▶ **Directions for this task**
All of the data below is to be printed again exactly.

START Supplied information

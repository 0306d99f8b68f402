// Copyright 2022 TiKV Project Authors. Licensed under Apache-2.0.

use std::{
    future::Future,
    sync::{
        atomic::{AtomicUsize, Ordering},
        Arc, Mutex,
    },
    time::{Duration, Instant},
};

use slog_scope::warn;
use tokio::sync::oneshot;

use crate::errors::Result;

/// Render a key for logging. Keys are user data, don't print them raw.
pub fn redact(key: &impl AsRef<[u8]>) -> String {
    hex::encode_upper(key.as_ref())
}

/// StopWatch is a utility for recording time cost in multi-stage tasks.
pub struct StopWatch(Instant);

impl StopWatch {
    pub fn new() -> Self {
        Self(Instant::now())
    }

    /// Get time elapsed since last lap (or creation if the first time).
    pub fn lap(&mut self) -> Duration {
        let elapsed = self.0.elapsed();
        self.0 = Instant::now();
        elapsed
    }
}

impl Default for StopWatch {
    fn default() -> Self {
        Self::new()
    }
}

/// A wait group that notifies waiters via callbacks once every piece of
/// outstanding work has been dropped.
pub struct CallbackWaitGroup {
    running: AtomicUsize,
    on_finish_all: Mutex<Vec<Box<dyn FnOnce() + Send + 'static>>>,
}

/// A guard for one piece of running work.
pub struct Work(Arc<CallbackWaitGroup>);

impl Drop for Work {
    fn drop(&mut self) {
        if self.0.running.fetch_sub(1, Ordering::SeqCst) == 1 {
            self.0.notify_all();
        }
    }
}

impl CallbackWaitGroup {
    pub fn new() -> Arc<Self> {
        Arc::new(Self {
            running: AtomicUsize::new(0),
            on_finish_all: Mutex::new(vec![]),
        })
    }

    pub fn work(self: &Arc<Self>) -> Work {
        self.running.fetch_add(1, Ordering::SeqCst);
        Work(self.clone())
    }

    pub fn running(&self) -> usize {
        self.running.load(Ordering::SeqCst)
    }

    /// Wait until all current works are dropped.
    pub fn wait(self: &Arc<Self>) -> impl Future<Output = ()> + Send + 'static {
        let (tx, rx) = oneshot::channel();
        self.on_finish_all.lock().unwrap().push(Box::new(move || {
            // The waiter may have gone.
            let _ = tx.send(());
        }));
        if self.running() == 0 {
            self.notify_all();
        }
        async move {
            let _ = rx.await;
        }
    }

    fn notify_all(&self) {
        let callbacks = std::mem::take(&mut *self.on_finish_all.lock().unwrap());
        for cb in callbacks {
            cb()
        }
    }
}

/// Run the action, retrying transient failures with a fixed backoff.
pub async fn retry<T, F, Fut>(mut action: F, max_retry: usize, backoff: Duration) -> Result<T>
where
    F: FnMut() -> Fut,
    Fut: Future<Output = Result<T>>,
{
    let mut retry_time = 0;
    loop {
        match action().await {
            Ok(item) => return Ok(item),
            Err(err) if retry_time < max_retry => {
                warn!("retrying failed operation"; "err" => %err, "retry_time" => retry_time);
                retry_time += 1;
                tokio::time::sleep(backoff).await;
            }
            Err(err) => return Err(err),
        }
    }
}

END Supplied information

▶ **Answer space**
repository 0306d99f8b68f402
// Copyright 2022 TiKV Project Authors. Licensed under Apache-2.0.

use std::{
    future::Future,
    sync::{
        atomic::{AtomicUsize, Ordering},
        Arc, Mutex,
    },
    time::{Duration, Instant},
};

use slog_scope::warn;
use tokio::sync::oneshot;

use crate::errors::Result;

/// Render a key for logging. Keys are user data, don't print them raw.
pub fn redact(key: &impl AsRef<[u8]>) -> String {
    hex::encode_upper(key.as_ref())
}

/// StopWatch is a utility for recording time cost in multi-stage tasks.
pub struct StopWatch(Instant);

impl StopWatch {
    pub fn new() -> Self {
        Self(Instant::now())
    }

    /// Get time elapsed since last lap (or creation if the first time).
    pub fn lap(&mut self) -> Duration {
        let elapsed = self.0.elapsed();
        self.0 = Instant::now();
        elapsed
    }
}

impl Default for StopWatch {
    fn default() -> Self {
        Self::new()
    }
}

/// A wait group that notifies waiters via callbacks once every piece of
/// outstanding work has been dropped.
pub struct CallbackWaitGroup {
    running: AtomicUsize,
    on_finish_all: Mutex<Vec<Box<dyn FnOnce() + Send + 'static>>>,
}

/// A guard for one piece of running work.
pub struct Work(Arc<CallbackWaitGroup>);

impl Drop for Work {
    fn drop(&mut self) {
        if self.0.running.fetch_sub(1, Ordering::SeqCst) == 1 {
            self.0.notify_all();
        }
    }
}

impl CallbackWaitGroup {
    pub fn new() -> Arc<Self> {
        Arc::new(Self {
            running: AtomicUsize::new(0),
            on_finish_all: Mutex::new(vec![]),
        })
    }

    pub fn work(self: &Arc<Self>) -> Work {
        self.running.fetch_add(1, Ordering::SeqCst);
        Work(self.clone())
    }

    pub fn running(&self) -> usize {
        self.running.load(Ordering::SeqCst)
    }

    /// Wait until all current works are dropped.
    pub fn wait(self: &Arc<Self>) -> impl Future<Output = ()> + Send + 'static {
        let (tx, rx) = oneshot::channel();
        self.on_finish_all.lock().unwrap().push(Box::new(move || {
            // The waiter may have gone.
            let _ = tx.send(());
        }));
        if self.running() == 0 {
            self.notify_all();
        }
        async move {
            let _ = rx.await;
        }
    }

    fn notify_all(&self) {
        let callbacks = std::mem::take(&mut *self.on_finish_all.lock().unwrap());
        for cb in callbacks {
            cb()
        }
    }
}

/// Run the action, retrying transient failures with a fixed backoff.
pub async fn retry<T, F, Fut>(mut action: F, max_retry: usize, backoff: Duration) -> Result<T>
where
    F: FnMut() -> Fut,
    Fut: Future<Output = Result<T>>,
{
    let mut retry_time = 0;
    loop {
        match action().await {
            Ok(item) => return Ok(item),
            Err(err) if retry_time < max_retry => {
                warn!("retrying failed operation"; "err" => %err, "retry_time" => retry_time);
                retry_time += 1;
                tokio::time::sleep(backoff).await;
            }
            Err(err) => return Err(err),
        }
    }
}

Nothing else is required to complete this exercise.